## TASK INSTRUCTIONS:
Word for word, retype the first line of the records and every following line through the one containing "fatal at start.".

[Opening INPUT RECORDS section]

// SPDX-License-Identifier: PolyForm-Noncommercial-1.0.0
// Copyright (c) 2025 Sylvex. All rights reserved.

//! Configuration schema, loading, and validation for MIRA.
//!
//! A minimal configuration only names the two endpoints:
//!
//! ```yaml
//! source:
//!   endpoint: opc.tcp://plant-server:4840/
//! target:
//!   endpoint: opc.tcp://mirror-server:4841/
//! ```
//!
//! Everything else (mirror root, resync cadence, retry policy, logging)
//! defaults sensibly and can be overridden in the file or through `MIRA_*`
//! environment variables. Validation runs before any session is opened; an
//! invalid configuration is fatal at start.

#![warn(missing_docs)]
#![warn(rustdoc::missing_crate_level_docs)]
#![deny(unsafe_code)]

pub mod error;
pub mod loader;
pub mod schema;

pub use error::{ConfigError, ConfigResult};
pub use loader::ConfigLoader;
pub use schema::{EndpointConfig, LoggingConfig, MiraConfig, MirrorSettings};
// SPDX-License-Identifier: PolyForm-Noncommercial-1.0.0
// Copyright (c) 2025 Sylvex. All rights reserved.

//! # Test Fixtures
//!
//! Canonical source trees seeded into a [`MemoryAddressSpace`].

use std::sync::Arc;

use mira_core::memory::MemoryAddressSpace;
use mira_core::session::TargetSession;
use mira_core::types::{NodeId, Value};

/// The canonical `Objects/Device1{temp=20}` scenario tree.
pub struct DeviceTree {
    /// The address space holding the tree.
    pub space: Arc<MemoryAddressSpace>,
    /// Root (Objects folder).
    pub root: NodeId,
    /// `Device1` object.
    pub device: NodeId,
    /// `temp` variable, initially 20.
    pub temp: NodeId,
}

impl DeviceTree {
    /// Seeds the scenario tree into a fresh address space.
    pub async fn seed() -> Self {
        let space = Arc::new(MemoryAddressSpace::new());
        let root = space.root_id();
        let device = space.create_object(&root, "Device1").await.unwrap();
        let temp = space
            .create_variable(&device, "temp", Some(Value::Int32(20)))
            .await
            .unwrap();

        Self {
            space,
            root,
            device,
            temp,
        }
    }
}

/// A linear chain `Objects -> n1 -> n2 -> ... -> n_depth`.
pub struct ChainTree {
    /// The address space holding the chain.
    pub space: Arc<MemoryAddressSpace>,
    /// Root (Objects folder).
    pub root: NodeId,
    /// Chain nodes, top to bottom.
    pub chain: Vec<NodeId>,
}

impl ChainTree {
    /// Seeds a chain of `depth` objects.
    pub async fn seed(depth: usize) -> Self {
        let space = Arc::new(MemoryAddressSpace::new());
        let root = space.root_id();

        let mut chain = Vec::with_capacity(depth);
        let mut parent = root.clone();
        for level in 0..depth {
            let node = space
                .create_object(&parent, format!("level{}", level).as_str())
                .await
                .unwrap();
            chain.push(node.clone());
            parent = node;
        }

        Self { space, root, chain }
    }
}

/// A wide tree: `fanout` devices under the root, one variable each.
pub struct WideTree {
    /// The address space holding the tree.
    pub space: Arc<MemoryAddressSpace>,
    /// Root (Objects folder).
    pub root: NodeId,
    /// Device objects, in creation order.
    pub devices: Vec<NodeId>,
    /// One variable per device, same order.
    pub variables: Vec<NodeId>,
}

impl WideTree {
    /// Seeds `fanout` devices with one variable each.
    pub async fn seed(fanout: usize) -> Self {
        let space = Arc::new(MemoryAddressSpace::new());
        let root = space.root_id();

        let mut devices = Vec::with_capacity(fanout);
        let mut variables = Vec::with_capacity(fanout);
        for n in 0..fanout {
            let device = space
                .create_object(&root, format!("Device{}", n).as_str())
                .await
                .unwrap();
            let variable = space
                .create_variable(&device, "value", Some(Value::Int64(n as i64)))
                .await
                .unwrap();
            devices.push(device);
            variables.push(variable);
        }

        Self {
            space,
            root,
            devices,
            variables,
        }
    }
}

/// A cyclic graph: `Objects -> A -> B` plus a `B -> A` back-edge.
pub struct CyclicTree {
    /// The address space holding the graph.
    pub space: Arc<MemoryAddressSpace>,
    /// Root (Objects folder).
    pub root: NodeId,
    /// Node `A`, pointed back to by `B`.
    pub a: NodeId,
    /// Node `B`.
    pub b: NodeId,
}

impl CyclicTree {
    /// Seeds the cyclic graph.
    pub async fn seed() -> Self {
        let space = Arc::new(MemoryAddressSpace::new());
        let root = space.root_id();
        let a = space.create_object(&root, "A").await.unwrap();
        let b = space.create_object(&a, "B").await.unwrap();
        space.link_child(&b, &a);

        Self { space, root, a, b }
    }
}
// SPDX-License-Identifier: PolyForm-Noncommercial-1.0.0
// Copyright (c) 2025 Sylvex. All rights reserved.

//! MIRA binary entry point.

use clap::Parser;

use mira_bin::cli::{Cli, Commands, LogFormat, RunArgs};
use mira_bin::commands;
use mira_bin::error::CliError;
use mira_bin::logging::init_logging;
use mira_config::ConfigLoader;

#[tokio::main]
async fn main() {
    let cli = Cli::parse();

    if let Err(err) = dispatch(cli).await {
        eprintln!("error: {err}");
        std::process::exit(err.exit_code());
    }
}

async fn dispatch(cli: Cli) -> Result<(), CliError> {
    let command = cli.command.clone().unwrap_or(Commands::Run(RunArgs {
        simulate: false,
        once: false,
    }));

    match command {
        Commands::Version => {
            commands::version::execute();
            Ok(())
        }
        Commands::Validate => {
            init_logging(
                cli.log_level.as_deref().unwrap_or("warn"),
                cli.log_format.unwrap_or(LogFormat::Text),
            );
            commands::validate::execute(&cli.config)
        }
        Commands::Run(args) => {
            let config = ConfigLoader::new().load(&cli.config)?;

            // CLI flags win over the config file.
            let level = cli
                .log_level
                .clone()
                .unwrap_or_else(|| config.logging.level.clone());
            let format = cli
                .log_format
                .unwrap_or_else(|| LogFormat::from_config(&config.logging.format));
            init_logging(&level, format);

            commands::run::execute(config, args).await
        }
    }
}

[Closing INPUT RECORDS section]

## SOLUTION TO THIS TASK:
// SPDX-License-Identifier: PolyForm-Noncommercial-1.0.0
// Copyright (c) 2025 Sylvex. All rights reserved.

//! Configuration schema, loading, and validation for MIRA.
//!
//! A minimal configuration only names the two endpoints:
//!
//! ```yaml
//! source:
//!   endpoint: opc.tcp://plant-server:4840/
//! target:
//!   endpoint: opc.tcp://mirror-server:4841/
//! ```
//!
//! Everything else (mirror root, resync cadence, retry policy, logging)
//! defaults sensibly and can be overridden in the file or through `MIRA_*`
//! environment variables. Validation runs before any session is opened; an
//! invalid configuration is fatal at start.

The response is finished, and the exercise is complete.